In the records below, count every line where the string "StageStatus" appears, and reply with the count only.

BEGIN Entries shown

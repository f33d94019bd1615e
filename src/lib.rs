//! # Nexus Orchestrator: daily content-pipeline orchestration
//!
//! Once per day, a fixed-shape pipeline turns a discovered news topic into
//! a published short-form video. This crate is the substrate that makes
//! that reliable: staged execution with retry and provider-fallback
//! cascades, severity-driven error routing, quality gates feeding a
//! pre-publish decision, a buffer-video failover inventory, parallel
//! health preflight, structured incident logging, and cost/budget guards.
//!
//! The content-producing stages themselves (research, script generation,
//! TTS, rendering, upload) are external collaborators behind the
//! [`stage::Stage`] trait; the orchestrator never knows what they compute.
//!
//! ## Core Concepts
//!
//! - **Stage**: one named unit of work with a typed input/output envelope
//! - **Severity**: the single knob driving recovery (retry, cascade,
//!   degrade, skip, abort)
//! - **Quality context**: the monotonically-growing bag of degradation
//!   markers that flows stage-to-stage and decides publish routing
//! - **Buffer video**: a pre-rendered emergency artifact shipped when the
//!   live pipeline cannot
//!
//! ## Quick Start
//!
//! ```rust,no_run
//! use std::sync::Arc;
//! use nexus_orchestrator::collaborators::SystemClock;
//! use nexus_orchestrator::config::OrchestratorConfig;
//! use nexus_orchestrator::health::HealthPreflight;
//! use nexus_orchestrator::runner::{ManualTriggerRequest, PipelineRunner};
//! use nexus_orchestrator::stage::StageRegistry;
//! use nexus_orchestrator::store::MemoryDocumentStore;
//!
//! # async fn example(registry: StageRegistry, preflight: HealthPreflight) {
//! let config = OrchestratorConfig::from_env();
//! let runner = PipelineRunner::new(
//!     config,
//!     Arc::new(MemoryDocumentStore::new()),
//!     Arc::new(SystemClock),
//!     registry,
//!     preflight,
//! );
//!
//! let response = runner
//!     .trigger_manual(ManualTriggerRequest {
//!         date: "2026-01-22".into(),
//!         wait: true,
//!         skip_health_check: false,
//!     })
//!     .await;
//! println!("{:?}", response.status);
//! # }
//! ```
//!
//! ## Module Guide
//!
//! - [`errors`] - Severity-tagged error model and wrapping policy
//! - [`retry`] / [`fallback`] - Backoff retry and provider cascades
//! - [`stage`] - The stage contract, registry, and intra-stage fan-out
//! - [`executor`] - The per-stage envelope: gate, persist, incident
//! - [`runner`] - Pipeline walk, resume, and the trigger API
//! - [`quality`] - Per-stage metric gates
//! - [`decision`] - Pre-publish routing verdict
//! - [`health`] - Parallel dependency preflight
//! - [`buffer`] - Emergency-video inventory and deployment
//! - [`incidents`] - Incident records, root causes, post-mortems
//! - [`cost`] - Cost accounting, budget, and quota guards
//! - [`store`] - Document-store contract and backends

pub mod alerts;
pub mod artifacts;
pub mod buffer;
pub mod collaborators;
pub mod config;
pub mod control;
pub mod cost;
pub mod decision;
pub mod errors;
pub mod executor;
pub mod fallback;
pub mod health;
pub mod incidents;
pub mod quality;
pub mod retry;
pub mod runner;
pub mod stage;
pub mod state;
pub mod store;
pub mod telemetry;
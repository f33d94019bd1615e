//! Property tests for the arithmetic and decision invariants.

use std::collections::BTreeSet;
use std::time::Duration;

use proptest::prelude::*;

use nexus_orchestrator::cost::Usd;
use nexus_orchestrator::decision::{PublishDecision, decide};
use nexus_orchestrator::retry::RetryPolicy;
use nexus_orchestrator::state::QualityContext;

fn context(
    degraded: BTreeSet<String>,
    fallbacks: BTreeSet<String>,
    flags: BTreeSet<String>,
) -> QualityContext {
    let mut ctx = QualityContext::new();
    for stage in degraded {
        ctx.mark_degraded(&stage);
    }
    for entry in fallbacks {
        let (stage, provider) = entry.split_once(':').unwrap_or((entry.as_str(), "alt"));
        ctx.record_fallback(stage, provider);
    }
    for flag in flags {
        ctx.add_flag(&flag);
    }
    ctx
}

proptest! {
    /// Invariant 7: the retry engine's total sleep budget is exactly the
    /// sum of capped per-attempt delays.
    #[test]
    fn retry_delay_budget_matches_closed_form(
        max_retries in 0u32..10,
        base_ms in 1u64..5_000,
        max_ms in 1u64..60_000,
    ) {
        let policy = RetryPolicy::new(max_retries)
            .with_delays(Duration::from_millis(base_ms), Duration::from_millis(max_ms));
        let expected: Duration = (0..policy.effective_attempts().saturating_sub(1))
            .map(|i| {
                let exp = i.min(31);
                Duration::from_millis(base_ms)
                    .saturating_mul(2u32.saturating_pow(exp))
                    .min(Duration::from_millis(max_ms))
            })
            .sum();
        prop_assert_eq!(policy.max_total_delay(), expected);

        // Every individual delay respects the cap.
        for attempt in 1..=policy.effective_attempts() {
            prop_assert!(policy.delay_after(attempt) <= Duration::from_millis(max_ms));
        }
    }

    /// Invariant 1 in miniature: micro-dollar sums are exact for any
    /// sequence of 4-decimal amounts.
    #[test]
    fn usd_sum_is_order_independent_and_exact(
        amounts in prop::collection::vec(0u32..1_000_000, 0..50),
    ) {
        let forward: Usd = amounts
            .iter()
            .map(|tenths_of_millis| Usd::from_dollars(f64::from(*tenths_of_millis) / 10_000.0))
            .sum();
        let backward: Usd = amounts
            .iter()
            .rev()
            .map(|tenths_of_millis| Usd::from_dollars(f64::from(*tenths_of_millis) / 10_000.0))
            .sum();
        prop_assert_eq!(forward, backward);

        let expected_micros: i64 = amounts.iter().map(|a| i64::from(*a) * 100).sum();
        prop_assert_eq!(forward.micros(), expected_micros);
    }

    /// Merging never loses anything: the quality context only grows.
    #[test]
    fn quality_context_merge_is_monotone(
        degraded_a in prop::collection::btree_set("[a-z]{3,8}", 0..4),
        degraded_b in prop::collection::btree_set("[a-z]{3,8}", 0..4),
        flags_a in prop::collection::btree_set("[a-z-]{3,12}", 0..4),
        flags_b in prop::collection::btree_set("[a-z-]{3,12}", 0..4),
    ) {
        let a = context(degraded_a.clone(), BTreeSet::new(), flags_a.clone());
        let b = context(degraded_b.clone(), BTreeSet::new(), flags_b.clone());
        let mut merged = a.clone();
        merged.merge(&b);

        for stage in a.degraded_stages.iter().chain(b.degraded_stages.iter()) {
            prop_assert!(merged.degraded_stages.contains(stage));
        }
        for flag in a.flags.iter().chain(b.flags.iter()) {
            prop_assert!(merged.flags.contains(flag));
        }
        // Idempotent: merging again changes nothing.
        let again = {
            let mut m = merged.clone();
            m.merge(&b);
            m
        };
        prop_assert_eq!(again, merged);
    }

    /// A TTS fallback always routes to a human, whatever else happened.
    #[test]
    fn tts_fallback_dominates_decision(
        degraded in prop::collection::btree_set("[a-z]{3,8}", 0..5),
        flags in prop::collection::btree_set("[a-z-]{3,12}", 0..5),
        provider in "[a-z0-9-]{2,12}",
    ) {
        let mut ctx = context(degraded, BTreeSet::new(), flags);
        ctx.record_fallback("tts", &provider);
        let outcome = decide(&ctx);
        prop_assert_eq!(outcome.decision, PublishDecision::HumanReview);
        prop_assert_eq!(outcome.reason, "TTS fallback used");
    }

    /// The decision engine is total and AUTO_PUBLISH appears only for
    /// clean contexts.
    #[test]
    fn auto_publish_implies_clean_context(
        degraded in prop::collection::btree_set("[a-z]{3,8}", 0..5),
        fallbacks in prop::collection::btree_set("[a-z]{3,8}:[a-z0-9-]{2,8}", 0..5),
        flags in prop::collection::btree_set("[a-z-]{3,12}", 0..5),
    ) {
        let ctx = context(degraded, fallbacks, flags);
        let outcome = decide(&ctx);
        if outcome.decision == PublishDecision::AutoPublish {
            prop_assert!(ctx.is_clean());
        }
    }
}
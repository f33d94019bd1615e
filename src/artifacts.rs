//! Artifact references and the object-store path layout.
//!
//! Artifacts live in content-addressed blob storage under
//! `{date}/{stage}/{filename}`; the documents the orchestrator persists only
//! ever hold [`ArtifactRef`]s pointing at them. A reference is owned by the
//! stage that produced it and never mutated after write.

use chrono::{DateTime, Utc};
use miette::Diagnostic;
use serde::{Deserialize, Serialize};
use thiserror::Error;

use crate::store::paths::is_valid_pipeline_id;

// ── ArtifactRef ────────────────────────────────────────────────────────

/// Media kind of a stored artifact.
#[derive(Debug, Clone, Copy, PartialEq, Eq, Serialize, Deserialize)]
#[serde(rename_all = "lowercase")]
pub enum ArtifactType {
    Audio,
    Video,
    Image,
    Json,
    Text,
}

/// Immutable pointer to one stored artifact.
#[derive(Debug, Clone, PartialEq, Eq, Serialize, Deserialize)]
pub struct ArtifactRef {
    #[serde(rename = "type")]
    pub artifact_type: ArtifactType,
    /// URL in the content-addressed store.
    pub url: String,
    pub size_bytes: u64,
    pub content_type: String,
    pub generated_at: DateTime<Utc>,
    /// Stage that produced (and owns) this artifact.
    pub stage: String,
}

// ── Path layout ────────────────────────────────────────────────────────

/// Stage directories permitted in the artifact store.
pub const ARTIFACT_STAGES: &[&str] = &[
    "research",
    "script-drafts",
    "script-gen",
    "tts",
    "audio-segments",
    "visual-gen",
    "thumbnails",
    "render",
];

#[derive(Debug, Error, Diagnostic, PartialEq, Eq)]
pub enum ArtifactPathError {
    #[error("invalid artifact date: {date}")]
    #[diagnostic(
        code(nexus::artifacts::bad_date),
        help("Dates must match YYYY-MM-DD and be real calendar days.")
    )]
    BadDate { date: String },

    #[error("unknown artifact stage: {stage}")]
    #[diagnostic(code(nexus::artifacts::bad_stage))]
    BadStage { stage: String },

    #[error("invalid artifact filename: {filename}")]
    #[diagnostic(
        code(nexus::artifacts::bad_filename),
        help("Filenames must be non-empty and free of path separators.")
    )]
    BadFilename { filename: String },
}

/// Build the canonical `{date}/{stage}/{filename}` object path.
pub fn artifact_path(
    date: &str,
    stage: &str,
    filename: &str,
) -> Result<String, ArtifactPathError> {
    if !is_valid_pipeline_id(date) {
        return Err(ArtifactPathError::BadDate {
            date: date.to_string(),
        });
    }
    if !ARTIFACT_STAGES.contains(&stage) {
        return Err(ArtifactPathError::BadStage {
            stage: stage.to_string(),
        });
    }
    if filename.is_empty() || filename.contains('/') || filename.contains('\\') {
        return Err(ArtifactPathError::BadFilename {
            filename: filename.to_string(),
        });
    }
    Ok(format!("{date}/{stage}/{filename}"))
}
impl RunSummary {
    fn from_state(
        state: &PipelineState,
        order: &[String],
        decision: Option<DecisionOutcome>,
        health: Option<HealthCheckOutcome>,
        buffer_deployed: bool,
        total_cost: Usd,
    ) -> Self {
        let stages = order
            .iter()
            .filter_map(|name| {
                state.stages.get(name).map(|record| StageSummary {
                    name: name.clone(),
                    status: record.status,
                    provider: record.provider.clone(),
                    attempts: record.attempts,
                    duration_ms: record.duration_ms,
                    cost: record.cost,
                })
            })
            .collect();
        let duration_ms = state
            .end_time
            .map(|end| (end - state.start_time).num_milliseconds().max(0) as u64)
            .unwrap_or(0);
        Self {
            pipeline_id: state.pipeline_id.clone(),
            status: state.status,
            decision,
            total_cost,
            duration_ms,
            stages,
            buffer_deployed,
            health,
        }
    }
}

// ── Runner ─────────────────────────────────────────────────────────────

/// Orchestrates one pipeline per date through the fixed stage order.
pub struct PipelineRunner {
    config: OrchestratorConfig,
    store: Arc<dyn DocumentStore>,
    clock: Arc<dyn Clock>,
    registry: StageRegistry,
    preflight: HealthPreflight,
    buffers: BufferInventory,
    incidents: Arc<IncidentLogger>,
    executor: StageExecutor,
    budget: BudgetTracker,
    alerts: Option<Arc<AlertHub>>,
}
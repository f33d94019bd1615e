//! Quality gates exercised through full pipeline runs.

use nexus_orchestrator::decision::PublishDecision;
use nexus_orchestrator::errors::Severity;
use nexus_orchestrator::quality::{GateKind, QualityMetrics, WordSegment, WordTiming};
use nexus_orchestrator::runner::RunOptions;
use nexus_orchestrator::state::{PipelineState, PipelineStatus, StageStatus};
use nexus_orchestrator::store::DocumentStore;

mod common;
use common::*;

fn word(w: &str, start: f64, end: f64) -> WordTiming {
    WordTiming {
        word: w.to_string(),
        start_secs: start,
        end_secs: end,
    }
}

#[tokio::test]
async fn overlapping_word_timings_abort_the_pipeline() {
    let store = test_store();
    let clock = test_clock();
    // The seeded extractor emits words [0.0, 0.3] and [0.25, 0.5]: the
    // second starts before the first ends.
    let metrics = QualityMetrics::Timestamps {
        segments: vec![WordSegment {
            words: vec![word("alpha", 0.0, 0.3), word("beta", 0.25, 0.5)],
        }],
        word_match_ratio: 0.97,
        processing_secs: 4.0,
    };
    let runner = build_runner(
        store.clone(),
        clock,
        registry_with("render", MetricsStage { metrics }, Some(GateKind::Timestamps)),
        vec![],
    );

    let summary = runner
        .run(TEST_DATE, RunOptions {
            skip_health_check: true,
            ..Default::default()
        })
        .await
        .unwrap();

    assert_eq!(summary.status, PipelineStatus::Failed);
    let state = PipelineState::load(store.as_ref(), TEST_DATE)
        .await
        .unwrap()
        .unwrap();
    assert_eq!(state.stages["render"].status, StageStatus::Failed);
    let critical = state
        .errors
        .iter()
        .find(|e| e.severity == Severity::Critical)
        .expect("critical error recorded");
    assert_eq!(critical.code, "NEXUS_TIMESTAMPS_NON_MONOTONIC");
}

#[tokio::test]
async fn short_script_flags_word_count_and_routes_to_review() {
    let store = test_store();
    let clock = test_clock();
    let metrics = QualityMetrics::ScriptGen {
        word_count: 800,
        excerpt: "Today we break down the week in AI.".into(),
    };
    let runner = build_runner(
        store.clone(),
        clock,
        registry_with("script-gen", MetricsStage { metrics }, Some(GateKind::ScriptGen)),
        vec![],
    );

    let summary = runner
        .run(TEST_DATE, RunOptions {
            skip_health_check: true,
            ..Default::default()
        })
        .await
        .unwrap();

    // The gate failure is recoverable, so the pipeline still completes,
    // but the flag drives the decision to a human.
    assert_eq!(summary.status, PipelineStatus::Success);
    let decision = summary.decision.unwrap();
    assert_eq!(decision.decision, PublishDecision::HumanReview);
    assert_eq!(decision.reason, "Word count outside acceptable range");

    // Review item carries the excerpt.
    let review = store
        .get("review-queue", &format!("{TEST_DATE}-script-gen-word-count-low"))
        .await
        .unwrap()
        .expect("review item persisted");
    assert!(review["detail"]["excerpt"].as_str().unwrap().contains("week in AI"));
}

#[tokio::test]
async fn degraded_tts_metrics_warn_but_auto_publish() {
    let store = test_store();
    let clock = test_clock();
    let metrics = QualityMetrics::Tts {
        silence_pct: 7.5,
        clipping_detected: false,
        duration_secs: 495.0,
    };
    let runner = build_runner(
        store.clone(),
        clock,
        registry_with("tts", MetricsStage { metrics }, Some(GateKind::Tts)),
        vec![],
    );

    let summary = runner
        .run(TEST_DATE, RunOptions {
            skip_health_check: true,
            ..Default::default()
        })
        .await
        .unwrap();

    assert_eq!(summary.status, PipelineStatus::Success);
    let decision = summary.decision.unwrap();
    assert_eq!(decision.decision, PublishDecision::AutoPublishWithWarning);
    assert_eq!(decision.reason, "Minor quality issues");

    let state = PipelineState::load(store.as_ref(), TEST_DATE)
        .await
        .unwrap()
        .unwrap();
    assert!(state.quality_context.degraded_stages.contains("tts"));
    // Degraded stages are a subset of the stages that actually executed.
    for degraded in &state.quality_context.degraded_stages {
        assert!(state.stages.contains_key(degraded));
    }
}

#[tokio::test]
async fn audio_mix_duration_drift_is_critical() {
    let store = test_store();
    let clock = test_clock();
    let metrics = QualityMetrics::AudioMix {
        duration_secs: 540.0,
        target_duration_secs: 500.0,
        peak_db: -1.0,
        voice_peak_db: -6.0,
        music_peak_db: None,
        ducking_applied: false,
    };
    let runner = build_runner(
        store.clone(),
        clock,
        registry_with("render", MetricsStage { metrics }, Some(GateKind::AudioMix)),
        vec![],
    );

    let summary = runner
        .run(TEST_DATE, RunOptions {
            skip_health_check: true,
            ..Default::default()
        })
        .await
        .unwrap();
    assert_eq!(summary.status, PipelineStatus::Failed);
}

END Entries shown

_Solution for this problem_.
2